In the robot 2, at least one of the base side region 23A, the tip side region 23B, and the intermediate region 23C is longer than the other regions in the axial direction of the second axis O2, that is, the length in the z-axis direction. is long. In other words, at least one of the base side region 23A, the tip side region 23B and the intermediate region 23C is higher than the other regions.

In this embodiment, the tip side region 23B is higher than the base side region 23A and the intermediate region 23C. Therefore, when the second arm 23 operates, the distal region 23B is less likely to be twisted around the y-axis. Therefore, the damping property can be enhanced by the tip side region 23B. Further, since the base side region 23A and the intermediate region 23C are lower in height than the tip side region 23B, weight reduction can be maintained. In this way, in the robot 2, the side wall portion 231B is reinforced to improve the damping performance, and the weight of the other portions is reduced. Therefore, it is possible to achieve both weight reduction and excellent damping properties.

As described above, the robot 2 includes the base 21, the first arm 22 connected to the base 21 and rotating around the first axis O1, and the first arm 22 connected to the first axis O1. A second arm 23 that rotates about a parallel second axis O2, and a second arm 23 that is connected to the second arm 23 and moves in the axial direction of a third axis O3 that is parallel to the second axis O2 or about the third axis O3. and a rotating tip shaft 241 . The second arm 23 also has a bottom portion 231A, side wall portions 231B erected from the bottom portion 231A, and a cover 232 that surrounds the structure with the bottom portion 231A and the side wall portions 231B. The side wall portion 231B is positioned between the base side region 23A positioned on the side of the base 21, the tip side region 23B positioned on the side of the tip shaft 241, and the base side region 23A and the tip side region 23B. It has an intermediate region 23C, and at least one of the base side region 23A, the tip side region 23B, and the intermediate region 23C (in this embodiment, the tip side region 23B is more axially aligned with the second axis O2 than the other regions) length in is long. As a result, the side wall portion 231B is reinforced to enhance the damping performance, and the weight of other portions can be reduced. Therefore, it is possible to achieve both weight reduction and excellent damping properties.
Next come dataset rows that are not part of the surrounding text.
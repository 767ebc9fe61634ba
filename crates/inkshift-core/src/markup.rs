//! Serialized-markup to plain text conversion and back.
//!
//! Live-typing works on a block's serialized content: extraction must keep
//! line structure (`<br>` and block starts become `\n`, block ends produce
//! nothing, every other tag is dropped), and re-insertion must turn newlines
//! back into line-break markup.

/// Tags whose opening boundary starts a new line in the extracted text.
const BLOCK_START_TAGS: &[&str] = &["div", "p", "li"];

/// Convert a fragment of serialized markup to plain text with line breaks
/// preserved. Unknown tags are stripped; the basic named entities are
/// decoded; the result is not trimmed (callers decide).
pub fn markup_to_text(markup: &str) -> String {
    let mut out = String::with_capacity(markup.len());
    let mut rest = markup;

    while let Some(lt) = rest.find('<') {
        let (text, after) = rest.split_at(lt);
        push_decoded(&mut out, text);

        let Some(gt) = after.find('>') else {
            // Unterminated tag: treat the remainder as text.
            push_decoded(&mut out, after);
            return out;
        };
        let tag_body = &after[1..gt];
        rest = &after[gt + 1..];

        let closing = tag_body.starts_with('/');
        let name: String = tag_body
            .trim_start_matches('/')
            .chars()
            .take_while(|c| c.is_ascii_alphanumeric())
            .collect::<String>()
            .to_ascii_lowercase();

        if name == "br" {
            out.push('\n');
        } else if !closing && BLOCK_START_TAGS.contains(&name.as_str()) && !out.is_empty() {
            out.push('\n');
        }
        // Block-end boundaries and all other tags produce no character.
    }
    push_decoded(&mut out, rest);
    out
}

/// Convert plain text to a markup fragment: escape, then newlines to `<br>`.
pub fn text_to_markup(text: &str) -> String {
    let mut out = String::with_capacity(text.len() + 16);
    for ch in text.chars() {
        match ch {
            '&' => out.push_str("&amp;"),
            '<' => out.push_str("&lt;"),
            '>' => out.push_str("&gt;"),
            '\n' => out.push_str("<br>"),
            other => out.push(other),
        }
    }
    out
}

/// Decode the named/numeric entities that the translation backend is known
/// to emit.
pub fn decode_entities(text: &str) -> String {
    text.replace("&quot;", "\"")
        .replace("&#39;", "'")
        .replace("&lt;", "<")
        .replace("&gt;", ">")
        .replace("&amp;", "&")
}

fn push_decoded(out: &mut String, text: &str) {
    if !text.is_empty() {
        out.push_str(&decode_entities(text));
    }
}

#[cfg(test)]
mod tests {
    use super::*;

    #[test]
    fn two_lines_joined_by_single_newline() {
        // A block with two lines separated by a line-break element.
        assert_eq!(markup_to_text("first line<br>second line"), "first line\nsecond line");
        assert_eq!(markup_to_text("a<br/>b"), "a\nb");
        assert_eq!(markup_to_text("a<br />b"), "a\nb");
    }

    #[test]
    fn block_starts_become_newlines_and_ends_nothing() {
        assert_eq!(markup_to_text("<div>one</div><div>two</div>"), "one\ntwo");
        assert_eq!(markup_to_text("<p>x</p><p>y</p>"), "x\ny");
    }

    #[test]
    fn leading_block_start_adds_no_blank_line() {
        assert_eq!(markup_to_text("<div>only</div>"), "only");
    }

    #[test]
    fn inline_tags_are_stripped() {
        assert_eq!(
            markup_to_text("<span class=\"hl\">bold <b>words</b></span> end"),
            "bold words end"
        );
    }

    #[test]
    fn entities_are_decoded() {
        assert_eq!(markup_to_text("a &amp; b &lt;c&gt;"), "a & b <c>");
        assert_eq!(decode_entities("&quot;hi&#39;"), "\"hi'");
    }

    #[test]
    fn unterminated_tag_degrades_to_text() {
        assert_eq!(markup_to_text("ok <broken"), "ok <broken");
    }

    #[test]
    fn text_to_markup_escapes_and_breaks() {
        assert_eq!(text_to_markup("a\nb"), "a<br>b");
        assert_eq!(text_to_markup("1 < 2 & 3 > 2"), "1 &lt; 2 &amp; 3 &gt; 2");
    }

    #[test]
    fn round_trip_of_plain_lines() {
        let text = "hello\nworld";
        assert_eq!(markup_to_text(&text_to_markup(text)), text);
    }
}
In this embodiment, the tip side region 23B of the base side region 23A, the tip side region 23B, and the intermediate region 23C has a longer length in the axial direction of the second axis O2 than the other regions. The present invention is not limited to this, and as described in the second embodiment, the intermediate region 23C may have a longer length in the axial direction of the second axis O2 than the other regions. 23A may have a longer length in the axial direction of the second axis O2 than other regions.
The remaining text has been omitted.